The criminals who have suckered Désiré into their plan are not really developed as people, as it's not the kind of storyline that really pivots on character development, but they're sketched out as memorable figures. Melvin (Dominique Pinon) is a complete nutcase, with his suitcase full of guns that each have a name and, it would seem, a personality; B.B. (Tchéky Karyo) is more serious and ultimately more sympathetic, as it's hinted that he is carrying out this crime more out of compulsion than greed; Myrtille (Monica Bellucci) is both bait for the lonely Désiré and the key element in the theft. The other criminals (for here we have thieves stealing from gangsters) are even more caricatured, as with Le Caïd, the ex-opera singer / fish aficionado / mobster who can't bear the sight of anyone eating fish in his presence, and his right-hand man who is in the habit of popping in a set of metal false teeth and taking a bite out of anyone who displeases his boss.
So overall, the tone is generally that of a comedy; yet at various moments, the tone turns more serious, as when Désiré is given more depth as a character and we start to see him as a person, not as a bumbling nobody. These moments clash slightly with the humor; it's still, I think, meant to be a light-hearted film, but it's caught on earth, so to speak, by intentions of also being dramatic.
The opening of the film is a bit shaky, as the story waits too long before filling in the details of what's going on, leaving me wondering whether I'd missed something or whether I was supposed to be in the dark. Similarly, the first few scenes with Le Caïd are a bit confusing. In an early scene, we see that he is evidently a graduate of the Darth Vader school of management, but it's not clear whether his disposal of a failed associate is just a setup of his personality or whether it's actually relevant to the developing plotline. Once it gets rolling, though, the story is interesting, with the various clever and funny machinations of the crooks to set their plan in motion while avoiding getting caught. Like a Fish out of Water also benefits from a generally snappy pace; at 90 minutes, it's short enough to make it easy to overlook its flaws and enjoy the ride.
Like a Fish out of Water is presented in a non-anamorphic widescreen transfer, which at 1.66:1 appears to be the original aspect ratio. The picture is almost free of noise, but it's also quite blurry. Colors are extremely washed-out; it looks in fact more like a slightly-tinted black-and-white movie than a color film. I managed to get it to look more presentable by cranking up the "color" setting on my TV (a control that I normally never, ever budge from its calibrated setting) just so that there would actually be some color in the picture. Even so, the colors never look right.

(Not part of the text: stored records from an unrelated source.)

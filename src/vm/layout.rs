use enum_map::{Enum, EnumMap};
use strum_macros::{Display, EnumIter};

use crate::asm::Width;
use crate::util::constants::*;
use crate::util::Address;

/// The two thread-owned queues barrier code inserts into.
#[derive(Copy, Clone, Debug, PartialEq, Eq, Enum, EnumIter, Display)]
pub enum QueueKind {
    /// Overwritten reference values, recorded while marking is active.
    Satb,
    /// Addresses of cards dirtied by cross-region stores.
    DirtyCard,
}

/// Where a queue's fields live in the thread block, as offsets from the thread register.
#[derive(Copy, Clone, Debug, PartialEq, Eq)]
pub struct QueueOffsets {
    /// The byte countdown cursor. Zero means the buffer is full.
    pub index: usize,
    /// The start of the entry storage. Entries live at `buffer + index`.
    pub buffer: usize,
}

/// The width of the per-thread marking-active flag.
#[derive(Copy, Clone, Debug, PartialEq, Eq)]
pub enum FlagWidth {
    Byte,
    Int,
}

impl FlagWidth {
    pub const fn as_width(self) -> Width {
        match self {
            FlagWidth::Byte => Width::Byte,
            FlagWidth::Int => Width::Int,
        }
    }
}

/// Card-table byte values.
#[derive(Copy, Clone, Debug, PartialEq, Eq)]
pub struct CardValues {
    pub clean: u8,
    pub dirty: u8,
    /// Cards of young regions. They are never logged because young regions are always
    /// scanned in full.
    pub young: u8,
}

impl Default for CardValues {
    fn default() -> Self {
        CardValues {
            clean: 0xff,
            dirty: 0,
            young: 2,
        }
    }
}

/// The layout constants barrier code is generated against. They are supplied by the
/// collector and only ever read here, never computed.
#[derive(Clone, Debug)]
pub struct BarrierLayout {
    /// Offset of the marking-active flag in the thread block.
    pub marking_active_offset: usize,
    pub marking_active_width: FlagWidth,
    pub queues: EnumMap<QueueKind, QueueOffsets>,
    /// Card address of heap address `a` is `card_table_base + (a >> log_bytes_in_card)`. The
    /// base is biased, so it does not have to lie inside the card table itself.
    pub card_table_base: Address,
    pub log_bytes_in_card: usize,
    pub log_bytes_in_region: usize,
    pub card_values: CardValues,
}

impl BarrierLayout {
    pub fn queue(&self, kind: QueueKind) -> QueueOffsets {
        self.queues[kind]
    }

    pub const fn bytes_in_region(&self) -> usize {
        1 << self.log_bytes_in_region
    }

    pub const fn bytes_in_card(&self) -> usize {
        1 << self.log_bytes_in_card
    }

    /// The card-table byte covering `addr`. This is the same computation the post-barrier emits.
    pub fn card_address(&self, addr: Address) -> Address {
        self.card_table_base + (addr >> self.log_bytes_in_card)
    }

    /// Do the two addresses fall in the same region?
    pub fn in_same_region(&self, a: Address, b: Address) -> bool {
        a.in_same_chunk(b, self.log_bytes_in_region)
    }

    /// Panic if the constants cannot describe a working card table and thread block.
    pub fn validate(&self) {
        assert!(
            self.log_bytes_in_card < self.log_bytes_in_region,
            "cards ({} bytes) must be smaller than regions ({} bytes)",
            self.bytes_in_card(),
            self.bytes_in_region()
        );
        assert!(
            self.log_bytes_in_region < BITS_IN_ADDRESS,
            "region size 2^{} does not fit in an address",
            self.log_bytes_in_region
        );
        assert!(
            !self.card_table_base.is_zero(),
            "card table base is not set"
        );

        let cards = self.card_values;
        assert!(
            cards.clean != cards.dirty && cards.clean != cards.young && cards.dirty != cards.young,
            "card values must be distinct: {:?}",
            cards
        );

        let flag = self.marking_active_offset;
        let flag_bytes = self.marking_active_width.as_width().bytes();
        assert!(
            flag % flag_bytes == 0,
            "marking-active flag at {:#x} is not aligned to its width",
            flag
        );
        for (kind, q) in self.queues.iter() {
            assert!(
                q.index != q.buffer,
                "{} queue index and buffer share offset {:#x}",
                kind,
                q.index
            );
            for field in [q.index, q.buffer] {
                assert!(
                    field % BYTES_IN_WORD == 0,
                    "{} queue field at {:#x} is not word aligned",
                    kind,
                    field
                );
                assert!(
                    flag + flag_bytes <= field || field + BYTES_IN_WORD <= flag,
                    "{} queue field at {:#x} overlaps the marking-active flag",
                    kind,
                    field
                );
            }
        }
        let satb = self.queue(QueueKind::Satb);
        let dirty = self.queue(QueueKind::DirtyCard);
        assert!(
            [satb.index, satb.buffer]
                .iter()
                .all(|f| *f != dirty.index && *f != dirty.buffer),
            "the SATB and dirty card queues overlap"
        );
        debug!("Barrier layout validated: {:?}", self);
    }
}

The English subtitles, unfortunately, are burned-in, which is a definite blow to viewers who understand French and don't want to be distracted by the subtitles. At least the subtitles themselves are reasonably clear and easy to read.
The soundtrack is in Dolby 2.0 French, and it's of a respectable quality. Dialogue is clear, background music is never obtrusive, and environmental effects are appropriately audible. English subtitles are provided, but as I mentioned above, they are burned-in.
Not a thing, unless you count chapter stops as a feature.
Though I never found myself completely drawn into the events of Like a Fish out of Water, I liked it; it's an enjoyable light crime caper with a slightly different, French flavor, and worth picking up.